'''

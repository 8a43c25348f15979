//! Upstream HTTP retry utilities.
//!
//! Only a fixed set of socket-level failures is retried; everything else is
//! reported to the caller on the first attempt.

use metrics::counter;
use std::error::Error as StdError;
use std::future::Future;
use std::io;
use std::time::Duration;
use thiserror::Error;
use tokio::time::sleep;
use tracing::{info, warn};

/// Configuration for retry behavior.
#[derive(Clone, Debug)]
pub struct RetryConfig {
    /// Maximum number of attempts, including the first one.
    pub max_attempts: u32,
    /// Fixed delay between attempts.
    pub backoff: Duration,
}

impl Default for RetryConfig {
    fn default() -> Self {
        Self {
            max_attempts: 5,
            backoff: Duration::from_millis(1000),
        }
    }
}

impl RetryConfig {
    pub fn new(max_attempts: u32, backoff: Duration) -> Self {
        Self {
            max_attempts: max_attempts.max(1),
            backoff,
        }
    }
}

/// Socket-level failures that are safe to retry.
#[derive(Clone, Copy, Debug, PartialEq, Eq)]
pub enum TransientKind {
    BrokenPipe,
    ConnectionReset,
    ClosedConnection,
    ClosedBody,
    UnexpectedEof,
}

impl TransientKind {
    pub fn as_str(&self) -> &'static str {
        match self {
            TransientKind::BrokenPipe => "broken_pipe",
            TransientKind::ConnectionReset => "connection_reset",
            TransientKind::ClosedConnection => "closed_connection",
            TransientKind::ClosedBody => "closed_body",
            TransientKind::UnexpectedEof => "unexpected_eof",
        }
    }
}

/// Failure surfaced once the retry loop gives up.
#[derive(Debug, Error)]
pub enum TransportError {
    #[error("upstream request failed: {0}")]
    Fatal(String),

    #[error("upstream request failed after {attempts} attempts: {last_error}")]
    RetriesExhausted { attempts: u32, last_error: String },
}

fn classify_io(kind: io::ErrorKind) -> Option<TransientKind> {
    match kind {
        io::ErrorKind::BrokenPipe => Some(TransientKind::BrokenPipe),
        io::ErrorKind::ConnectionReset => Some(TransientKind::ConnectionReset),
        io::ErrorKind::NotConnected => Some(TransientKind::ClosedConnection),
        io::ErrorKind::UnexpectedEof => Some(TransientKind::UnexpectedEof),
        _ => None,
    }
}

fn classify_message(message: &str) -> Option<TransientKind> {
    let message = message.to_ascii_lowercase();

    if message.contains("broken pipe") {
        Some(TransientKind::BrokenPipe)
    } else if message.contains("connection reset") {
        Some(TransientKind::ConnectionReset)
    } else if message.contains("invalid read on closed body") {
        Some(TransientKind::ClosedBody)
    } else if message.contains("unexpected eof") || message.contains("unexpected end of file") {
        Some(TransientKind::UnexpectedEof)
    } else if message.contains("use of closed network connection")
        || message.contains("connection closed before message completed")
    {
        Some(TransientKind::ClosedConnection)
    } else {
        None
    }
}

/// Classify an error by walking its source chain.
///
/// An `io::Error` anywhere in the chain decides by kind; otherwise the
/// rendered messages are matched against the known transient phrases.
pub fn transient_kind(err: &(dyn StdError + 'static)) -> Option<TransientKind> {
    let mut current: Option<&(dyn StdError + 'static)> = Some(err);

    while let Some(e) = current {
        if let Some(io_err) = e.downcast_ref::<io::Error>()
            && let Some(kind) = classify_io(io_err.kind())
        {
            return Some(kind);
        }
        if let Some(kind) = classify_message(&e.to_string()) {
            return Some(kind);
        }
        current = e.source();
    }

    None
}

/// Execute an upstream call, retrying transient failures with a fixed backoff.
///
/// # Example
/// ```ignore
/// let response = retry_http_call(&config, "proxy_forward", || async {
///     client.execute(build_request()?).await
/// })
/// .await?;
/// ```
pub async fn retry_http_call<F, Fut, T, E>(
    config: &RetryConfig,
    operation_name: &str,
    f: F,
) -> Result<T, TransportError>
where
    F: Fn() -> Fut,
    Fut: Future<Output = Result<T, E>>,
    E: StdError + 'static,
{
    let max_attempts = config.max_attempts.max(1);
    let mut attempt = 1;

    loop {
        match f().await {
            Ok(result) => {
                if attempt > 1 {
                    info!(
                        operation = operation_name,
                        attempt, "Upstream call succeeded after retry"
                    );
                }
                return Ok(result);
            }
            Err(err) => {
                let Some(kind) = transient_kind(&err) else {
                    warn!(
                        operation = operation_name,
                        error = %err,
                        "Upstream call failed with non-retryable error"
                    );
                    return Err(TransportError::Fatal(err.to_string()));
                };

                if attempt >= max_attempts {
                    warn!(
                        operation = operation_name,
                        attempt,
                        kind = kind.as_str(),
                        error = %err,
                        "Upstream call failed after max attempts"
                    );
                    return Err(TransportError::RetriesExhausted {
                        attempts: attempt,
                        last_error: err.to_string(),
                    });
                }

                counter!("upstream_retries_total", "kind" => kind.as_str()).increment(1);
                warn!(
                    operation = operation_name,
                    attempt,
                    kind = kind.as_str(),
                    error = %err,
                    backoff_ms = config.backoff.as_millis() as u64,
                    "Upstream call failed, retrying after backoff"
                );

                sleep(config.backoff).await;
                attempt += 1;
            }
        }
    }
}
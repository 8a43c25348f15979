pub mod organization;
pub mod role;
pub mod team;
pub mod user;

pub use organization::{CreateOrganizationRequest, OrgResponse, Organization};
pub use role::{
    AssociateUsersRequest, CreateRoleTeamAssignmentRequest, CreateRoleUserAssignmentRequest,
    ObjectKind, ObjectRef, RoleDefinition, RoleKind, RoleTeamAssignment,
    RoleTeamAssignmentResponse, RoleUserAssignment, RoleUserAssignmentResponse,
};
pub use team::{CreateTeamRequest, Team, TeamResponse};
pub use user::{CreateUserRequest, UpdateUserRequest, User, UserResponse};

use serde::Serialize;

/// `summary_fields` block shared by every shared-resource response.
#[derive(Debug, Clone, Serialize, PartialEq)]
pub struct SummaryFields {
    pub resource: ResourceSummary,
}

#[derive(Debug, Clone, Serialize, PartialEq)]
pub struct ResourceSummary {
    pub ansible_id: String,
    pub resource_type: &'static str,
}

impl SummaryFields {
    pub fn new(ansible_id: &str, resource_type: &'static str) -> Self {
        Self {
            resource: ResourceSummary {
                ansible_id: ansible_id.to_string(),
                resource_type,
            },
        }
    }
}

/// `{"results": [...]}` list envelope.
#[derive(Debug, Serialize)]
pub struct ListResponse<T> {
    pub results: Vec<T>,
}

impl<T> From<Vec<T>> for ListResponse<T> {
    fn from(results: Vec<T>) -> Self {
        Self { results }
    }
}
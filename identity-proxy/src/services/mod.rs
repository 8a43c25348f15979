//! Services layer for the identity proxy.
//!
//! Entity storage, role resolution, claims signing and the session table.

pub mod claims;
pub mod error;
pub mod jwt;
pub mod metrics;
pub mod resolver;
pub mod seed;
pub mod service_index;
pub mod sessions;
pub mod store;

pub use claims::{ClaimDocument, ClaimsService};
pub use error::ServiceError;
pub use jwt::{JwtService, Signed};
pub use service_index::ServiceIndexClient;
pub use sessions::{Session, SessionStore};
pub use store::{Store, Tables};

'''
'''

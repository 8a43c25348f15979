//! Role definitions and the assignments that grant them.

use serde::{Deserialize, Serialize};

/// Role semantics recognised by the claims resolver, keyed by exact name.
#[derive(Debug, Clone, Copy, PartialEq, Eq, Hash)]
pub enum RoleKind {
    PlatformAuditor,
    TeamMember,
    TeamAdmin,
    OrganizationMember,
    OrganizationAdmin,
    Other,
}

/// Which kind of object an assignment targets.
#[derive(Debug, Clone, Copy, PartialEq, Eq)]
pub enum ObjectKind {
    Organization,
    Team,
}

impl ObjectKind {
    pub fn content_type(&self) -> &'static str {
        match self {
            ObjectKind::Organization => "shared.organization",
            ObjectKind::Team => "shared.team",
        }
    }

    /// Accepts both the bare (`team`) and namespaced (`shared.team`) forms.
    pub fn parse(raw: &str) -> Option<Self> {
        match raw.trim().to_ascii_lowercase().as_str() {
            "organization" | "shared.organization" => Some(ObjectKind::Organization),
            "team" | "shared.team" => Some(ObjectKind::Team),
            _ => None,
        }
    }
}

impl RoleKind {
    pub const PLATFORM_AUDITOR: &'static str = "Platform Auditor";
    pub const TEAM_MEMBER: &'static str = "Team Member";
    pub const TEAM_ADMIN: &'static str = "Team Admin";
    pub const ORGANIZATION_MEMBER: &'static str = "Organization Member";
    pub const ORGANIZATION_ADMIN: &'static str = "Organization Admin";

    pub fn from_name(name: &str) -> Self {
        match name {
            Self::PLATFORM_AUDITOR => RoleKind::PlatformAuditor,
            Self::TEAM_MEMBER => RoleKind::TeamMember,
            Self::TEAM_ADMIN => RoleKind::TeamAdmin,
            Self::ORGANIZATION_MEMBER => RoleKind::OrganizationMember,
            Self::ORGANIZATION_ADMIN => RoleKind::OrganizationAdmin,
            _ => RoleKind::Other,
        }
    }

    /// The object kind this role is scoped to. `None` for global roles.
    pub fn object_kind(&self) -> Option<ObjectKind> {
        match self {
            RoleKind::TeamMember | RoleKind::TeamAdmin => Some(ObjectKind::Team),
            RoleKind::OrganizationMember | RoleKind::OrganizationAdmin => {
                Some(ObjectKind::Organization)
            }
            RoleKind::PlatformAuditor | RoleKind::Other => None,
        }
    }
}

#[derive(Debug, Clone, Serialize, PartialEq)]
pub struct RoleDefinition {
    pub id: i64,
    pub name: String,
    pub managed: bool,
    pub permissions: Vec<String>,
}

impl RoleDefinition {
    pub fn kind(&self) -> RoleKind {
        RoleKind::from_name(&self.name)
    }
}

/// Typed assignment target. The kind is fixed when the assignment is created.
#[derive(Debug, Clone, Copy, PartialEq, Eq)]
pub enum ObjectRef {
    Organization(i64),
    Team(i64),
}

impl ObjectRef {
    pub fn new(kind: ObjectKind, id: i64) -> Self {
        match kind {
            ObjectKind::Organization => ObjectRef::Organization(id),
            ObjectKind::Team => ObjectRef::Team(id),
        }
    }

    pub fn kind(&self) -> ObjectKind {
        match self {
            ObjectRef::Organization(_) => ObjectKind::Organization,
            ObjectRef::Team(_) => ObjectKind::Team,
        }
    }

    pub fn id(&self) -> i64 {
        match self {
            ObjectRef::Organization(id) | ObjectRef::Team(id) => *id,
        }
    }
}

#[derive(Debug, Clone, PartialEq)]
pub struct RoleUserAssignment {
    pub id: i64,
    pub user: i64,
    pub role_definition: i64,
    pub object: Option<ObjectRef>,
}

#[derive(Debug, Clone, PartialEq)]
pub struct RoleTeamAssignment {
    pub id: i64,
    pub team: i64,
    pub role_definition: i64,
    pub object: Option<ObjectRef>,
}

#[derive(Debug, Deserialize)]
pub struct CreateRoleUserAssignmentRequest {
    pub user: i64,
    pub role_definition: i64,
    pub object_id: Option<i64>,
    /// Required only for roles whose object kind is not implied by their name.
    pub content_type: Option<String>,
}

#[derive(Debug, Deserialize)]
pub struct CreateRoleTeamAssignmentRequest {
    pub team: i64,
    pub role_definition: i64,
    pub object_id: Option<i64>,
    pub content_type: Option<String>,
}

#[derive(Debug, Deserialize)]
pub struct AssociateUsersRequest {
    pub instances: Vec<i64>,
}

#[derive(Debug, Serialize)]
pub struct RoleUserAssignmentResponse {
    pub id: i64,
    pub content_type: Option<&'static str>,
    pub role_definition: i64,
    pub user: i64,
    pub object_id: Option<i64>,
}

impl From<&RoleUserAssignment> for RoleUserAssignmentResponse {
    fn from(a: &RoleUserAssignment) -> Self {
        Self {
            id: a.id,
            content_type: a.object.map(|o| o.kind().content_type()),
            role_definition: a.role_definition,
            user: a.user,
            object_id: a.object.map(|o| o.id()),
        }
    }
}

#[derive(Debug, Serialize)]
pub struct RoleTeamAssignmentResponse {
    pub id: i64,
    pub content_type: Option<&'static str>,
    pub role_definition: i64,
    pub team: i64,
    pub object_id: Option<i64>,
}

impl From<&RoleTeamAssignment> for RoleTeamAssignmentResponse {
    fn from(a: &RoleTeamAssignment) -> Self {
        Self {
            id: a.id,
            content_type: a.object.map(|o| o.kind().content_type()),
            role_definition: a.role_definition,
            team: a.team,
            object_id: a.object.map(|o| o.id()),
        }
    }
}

'''
'''

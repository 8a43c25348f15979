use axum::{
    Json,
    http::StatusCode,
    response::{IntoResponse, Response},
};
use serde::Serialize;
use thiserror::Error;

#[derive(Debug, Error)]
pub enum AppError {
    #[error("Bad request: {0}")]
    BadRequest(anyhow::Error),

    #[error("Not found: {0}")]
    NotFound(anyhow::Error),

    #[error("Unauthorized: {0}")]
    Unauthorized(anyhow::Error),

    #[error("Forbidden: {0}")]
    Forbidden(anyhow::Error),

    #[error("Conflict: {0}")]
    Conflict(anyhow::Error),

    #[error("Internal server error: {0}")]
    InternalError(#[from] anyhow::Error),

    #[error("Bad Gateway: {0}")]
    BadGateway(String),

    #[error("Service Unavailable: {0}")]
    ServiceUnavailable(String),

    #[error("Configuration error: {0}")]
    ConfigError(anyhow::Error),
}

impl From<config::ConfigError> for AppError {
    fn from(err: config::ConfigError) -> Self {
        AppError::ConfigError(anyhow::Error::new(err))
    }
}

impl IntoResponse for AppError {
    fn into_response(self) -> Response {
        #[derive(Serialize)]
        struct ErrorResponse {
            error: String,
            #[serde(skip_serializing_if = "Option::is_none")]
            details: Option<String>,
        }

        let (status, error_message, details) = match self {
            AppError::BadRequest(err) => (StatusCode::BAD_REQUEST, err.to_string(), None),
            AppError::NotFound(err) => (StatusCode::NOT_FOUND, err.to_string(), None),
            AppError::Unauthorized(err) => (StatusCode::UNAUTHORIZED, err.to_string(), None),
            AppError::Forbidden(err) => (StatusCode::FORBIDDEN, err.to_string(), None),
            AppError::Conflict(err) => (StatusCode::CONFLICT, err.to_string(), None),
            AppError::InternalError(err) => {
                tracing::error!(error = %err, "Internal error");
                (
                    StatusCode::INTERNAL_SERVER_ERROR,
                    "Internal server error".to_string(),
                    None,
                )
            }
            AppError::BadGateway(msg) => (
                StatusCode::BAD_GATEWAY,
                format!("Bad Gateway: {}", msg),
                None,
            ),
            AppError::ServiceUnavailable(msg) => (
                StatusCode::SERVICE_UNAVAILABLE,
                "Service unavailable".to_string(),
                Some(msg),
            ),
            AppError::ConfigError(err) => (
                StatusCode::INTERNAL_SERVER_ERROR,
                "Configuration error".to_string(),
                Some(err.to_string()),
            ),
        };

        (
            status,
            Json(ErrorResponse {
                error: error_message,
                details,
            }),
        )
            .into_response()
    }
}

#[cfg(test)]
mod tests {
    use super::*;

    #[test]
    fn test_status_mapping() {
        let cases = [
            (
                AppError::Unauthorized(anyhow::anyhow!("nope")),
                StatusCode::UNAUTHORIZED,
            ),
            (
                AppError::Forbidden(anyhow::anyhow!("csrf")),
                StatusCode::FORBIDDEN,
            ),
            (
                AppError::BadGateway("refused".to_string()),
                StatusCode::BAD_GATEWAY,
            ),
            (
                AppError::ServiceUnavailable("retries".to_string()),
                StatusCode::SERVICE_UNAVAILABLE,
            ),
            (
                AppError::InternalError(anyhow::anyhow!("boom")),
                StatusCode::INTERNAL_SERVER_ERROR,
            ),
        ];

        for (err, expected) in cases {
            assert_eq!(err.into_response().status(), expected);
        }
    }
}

'''

» TASK INSTRUCTIONS
Which lines in the listing above hold the word "loop"? Show each of them.

» SOLUTION
/// Failure surfaced once the retry loop gives up.
    loop {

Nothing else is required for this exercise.